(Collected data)
//! Per-test-case mutable state (SPEC_FULL.md §3 "Lifecycle", §4.5).

use dharma_resolve::VariableId;
use std::collections::HashMap;

/// Drives the leaf-mode trigger for one test case. `leaf_trigger` here is the
/// running count of value-rule expansions seen so far this test case, not the
/// configured threshold (that lives on [`crate::config::Config`]); once it
/// exceeds the threshold, `leaf_mode` flips and never reverts
/// (leaf-mode-monotonicity, SPEC_FULL.md §8).
#[derive(Default)]
pub struct GenState {
    pub leaf_mode: bool,
    pub leaf_trigger: u64,
}

impl GenState {
    pub fn new() -> Self {
        Self::default()
    }

    /// Called on every value-rule expansion. Returns the up-to-date
    /// `leaf_mode` flag.
    pub fn tick(&mut self, threshold: u64) -> bool {
        if !self.leaf_mode {
            self.leaf_trigger += 1;
            if self.leaf_trigger > threshold {
                self.leaf_mode = true;
            }
        }
        self.leaf_mode
    }
}

/// Per-variable-rule mutable state, reset between test cases (SPEC_FULL.md
/// §4.5 "Variable-rule expansion").
#[derive(Default, Clone)]
pub struct VariableState {
    pub count: u32,
    pub default: String,
}

/// All per-variable-rule state for one test case, keyed by rule id so the
/// rule graph itself stays immutable and shareable.
#[derive(Default)]
pub struct VariableTable(HashMap<VariableId, VariableState>);

impl VariableTable {
    pub fn new() -> Self {
        Self::default()
    }

    pub fn entry(&mut self, id: VariableId) -> &mut VariableState {
        self.0.entry(id).or_default()
    }

    pub fn get(&self, id: VariableId) -> Option<&VariableState> {
        self.0.get(&id)
    }

    /// Touched rules in ascending id order, so the emitted preamble is
    /// deterministic for a fixed seed regardless of hash-map iteration order.
    pub fn touched(&self) -> Vec<(VariableId, &VariableState)> {
        let mut entries: Vec<_> = self.0.iter().filter(|(_, s)| s.count > 0).map(|(id, s)| (*id, s)).collect();
        entries.sort_by_key(|(id, _)| *id);
        entries
    }
}

#[cfg(test)]
mod tests {
    use super::*;

    #[test]
    fn tick_flips_leaf_mode_once_threshold_exceeded() {
        let mut state = GenState::new();
        assert!(!state.tick(2));
        assert!(!state.tick(2));
        assert!(state.tick(2));
        // monotonic: stays true even once it would no longer increment.
        assert!(state.tick(2));
    }

    #[test]
    fn variable_table_tracks_touched_rules_only() {
        let mut table = VariableTable::new();
        let id = VariableId(0);
        assert!(table.touched().is_empty());
        table.entry(id).count += 1;
        assert_eq!(table.touched().len(), 1);
    }
}
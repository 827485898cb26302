//! The rule arena: stable indices into owned rule storage, plus the
//! namespaced value/variable/variance symbol tables (SPEC_FULL.md §2, §9
//! "cyclic rule graph" design note).

use dharma_grammar::{ParsedGrammar, ValueRule, VariableRule, VarianceRule};
use dharma_util::error::{GrammarError, Result};
use dharma_util::{define_idx, IndexVec, Symbol};
use std::collections::{HashMap, HashSet};
use std::sync::OnceLock;

define_idx!(ValueId);
define_idx!(VariableId);
define_idx!(VarianceId);

/// A value rule plus the resolved form of its cross-reference sets and the
/// leaf-path analysis results computed over it.
pub struct ResolvedValueRule {
    pub rule: ValueRule,
    pub value_xref: HashMap<Symbol, ValueId>,
    pub variable_xref: HashMap<Symbol, VariableId>,
    pub element_xref: HashMap<Symbol, VariableId>,
    /// Set of value-reference targets that provably shrink distance to a
    /// leaf (SPEC_FULL.md §4.4), filled in by `dharma_resolve::leaf`.
    pub path_idents: HashSet<ValueId>,
    /// Every `(leaf_id, next_hop_id, depth)` route this rule has toward some
    /// leaf, filled in by `dharma_resolve::leaf`.
    pub leaf_path: Vec<(ValueId, ValueId, u32)>,
    /// Lazily computed on first forced-leaf-mode expansion (SPEC_FULL.md §4.5).
    pub minimized: OnceLock<Vec<usize>>,
}

pub struct ResolvedVariableRule {
    pub rule: VariableRule,
    pub value_xref: HashMap<Symbol, ValueId>,
    pub variable_xref: HashMap<Symbol, VariableId>,
    pub element_xref: HashMap<Symbol, VariableId>,
}

pub struct ResolvedVarianceRule {
    pub rule: VarianceRule,
    pub value_xref: HashMap<Symbol, ValueId>,
    pub variable_xref: HashMap<Symbol, VariableId>,
    pub element_xref: HashMap<Symbol, VariableId>,
}

/// Owns every rule parsed across every grammar file in the run. Rules refer
/// to each other only through `ValueId`/`VariableId`/`VarianceId`, never
/// through borrows, so the graph can be freely cyclic.
#[derive(Default)]
pub struct RuleArena {
    pub values: IndexVec<ValueId, ResolvedValueRule>,
    pub variables: IndexVec<VariableId, ResolvedVariableRule>,
    pub variances: IndexVec<VarianceId, ResolvedVarianceRule>,
    pub value_names: HashMap<Symbol, ValueId>,
    pub variable_names: HashMap<Symbol, VariableId>,
    pub variance_names: HashMap<Symbol, VarianceId>,
}

impl RuleArena {
    pub fn new() -> Self {
        Self::default()
    }

    /// Fold one parsed grammar file's rules into the arena, rejecting
    /// identifiers that collide with a rule already inserted in the same
    /// namespaced section (SPEC_FULL.md §3 invariant; this subsumes the
    /// single-file check already performed during parsing for the
    /// cross-file case).
    pub fn merge(&mut self, grammar: ParsedGrammar) -> Result<()> {
        for rule in grammar.values {
            let ident = rule.meta.ident;
            if self.value_names.contains_key(&ident) {
                return Err(dup_err(ident));
            }
            let id = self.values.push(ResolvedValueRule {
                rule,
                value_xref: HashMap::new(),
                variable_xref: HashMap::new(),
                element_xref: HashMap::new(),
                path_idents: HashSet::new(),
                leaf_path: Vec::new(),
                minimized: OnceLock::new(),
            });
            self.value_names.insert(ident, id);
        }
        for rule in grammar.variables {
            let ident = rule.meta.ident;
            if self.variable_names.contains_key(&ident) {
                return Err(dup_err(ident));
            }
            let id = self.variables.push(ResolvedVariableRule {
                rule,
                value_xref: HashMap::new(),
                variable_xref: HashMap::new(),
                element_xref: HashMap::new(),
            });
            self.variable_names.insert(ident, id);
        }
        for rule in grammar.variances {
            let ident = rule.meta.ident;
            if self.variance_names.contains_key(&ident) {
                return Err(dup_err(ident));
            }
            let id = self.variances.push(ResolvedVarianceRule {
                rule,
                value_xref: HashMap::new(),
                variable_xref: HashMap::new(),
                element_xref: HashMap::new(),
            });
            self.variance_names.insert(ident, id);
        }
        Ok(())
    }
}

fn dup_err(ident: Symbol) -> GrammarError {
    GrammarError::DuplicateDefinition { location: ident.namespace().to_string(), ident: ident.to_string() }
}
//! Shared infrastructure for the dharma grammar engine.
//!
//! This crate holds nothing specific to grammar syntax or generation; it is
//! the same kind of foundation layer a compiler front end keeps in its
//! `util` crate: string interning, source locations, diagnostics, and a
//! typed arena.

pub mod diagnostic;
pub mod error;
pub mod index_vec;
pub mod span;
pub mod symbol;
pub mod uri;

pub use diagnostic::{Diagnostic, Handler, Level};
pub use error::{GrammarError, Result};
pub use index_vec::{Idx, IndexVec};
pub use span::{FileId, SourceMap, Span};
pub use symbol::Symbol;
pub use uri::UriTable;
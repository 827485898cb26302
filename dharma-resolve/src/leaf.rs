//! Leaf-path analysis (SPEC_FULL.md §4.4): for every value rule, precompute
//! which of its direct value-reference targets lie on some route to a leaf
//! alternative, so the generator can force termination once `LEAF_TRIGGER`
//! is exceeded without needing to re-walk the whole rule graph each time.

use crate::symtab::{RuleArena, ValueId};
use std::collections::{HashMap, HashSet, VecDeque};

/// Populate `path_idents` and `leaf_path` on every value rule in `arena`.
///
/// Built by a reverse traversal: `reverse_xref[target]` lists every rule
/// that references `target`, then for each rule `L` with at least one leaf
/// alternative we walk backward through `reverse_xref`, marking the
/// immediate next hop on the route to `L` on every rule we pass through. The
/// next hop is recorded on *every* predecessor edge visited, even if that
/// predecessor was already recorded via another edge — a rule can have more
/// than one alternative that leads toward the same leaf. A per-walk visited
/// set (reset for each leaf `L`) only gates which rules get re-enqueued for
/// further backward expansion, the cycle protection SPEC_FULL.md calls for;
/// it must not gate which edges get recorded.
pub fn analyze_leaf_paths(arena: &mut RuleArena) {
    let mut reverse_xref: HashMap<ValueId, Vec<ValueId>> = HashMap::new();
    for (id, rule) in arena.values.iter_enumerated() {
        for target in rule.value_xref.values() {
            reverse_xref.entry(*target).or_default().push(id);
        }
    }

    let leaf_ids: Vec<ValueId> =
        arena.values.iter_enumerated().filter(|(_, r)| !r.rule.leaf.is_empty()).map(|(id, _)| id).collect();

    for leaf_id in leaf_ids {
        let mut visited: HashSet<ValueId> = HashSet::new();
        visited.insert(leaf_id);
        let mut queue: VecDeque<(ValueId, u32)> = VecDeque::new();
        queue.push_back((leaf_id, 0));
        while let Some((current, depth)) = queue.pop_front() {
            let Some(preds) = reverse_xref.get(&current) else { continue };
            for &pred in preds {
                let rule = &mut arena.values[pred];
                rule.path_idents.insert(current);
                rule.leaf_path.push((leaf_id, current, depth + 1));
                if visited.insert(pred) {
                    queue.push_back((pred, depth + 1));
                }
            }
        }
    }
}
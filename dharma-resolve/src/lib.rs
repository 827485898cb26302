//! Cross-reference resolution and leaf-path analysis over the rule graph
//! parsed by `dharma-grammar` (SPEC_FULL.md §4.3, §4.4).

pub mod leaf;
pub mod resolve;
pub mod symtab;

pub use leaf::analyze_leaf_paths;
pub use resolve::resolve_crossrefs;
pub use symtab::{
    ResolvedValueRule, ResolvedVariableRule, ResolvedVarianceRule, RuleArena, ValueId, VariableId, VarianceId,
};

use dharma_grammar::ParsedGrammar;
use dharma_util::error::Result;

/// Merge every parsed grammar into one arena, resolve all cross-references,
/// and run leaf-path analysis. This is the full "symbol table + resolver +
/// leaf analyzer" stage of the pipeline in one call.
pub fn build_rule_graph(grammars: Vec<ParsedGrammar>) -> Result<RuleArena> {
    let mut arena = RuleArena::new();
    for grammar in grammars {
        arena.merge(grammar)?;
    }
    resolve_crossrefs(&mut arena)?;
    analyze_leaf_paths(&mut arena);
    Ok(arena)
}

◆ **TASK PROMPT**:
Could you copy every line in the records that holds "already"?

◆ **OUTPUT OF THE EXERCISE**:
    /// identifiers that collide with a rule already inserted in the same
    /// single-file check already performed during parsing for the
/// predecessor was already recorded via another edge — a rule can have more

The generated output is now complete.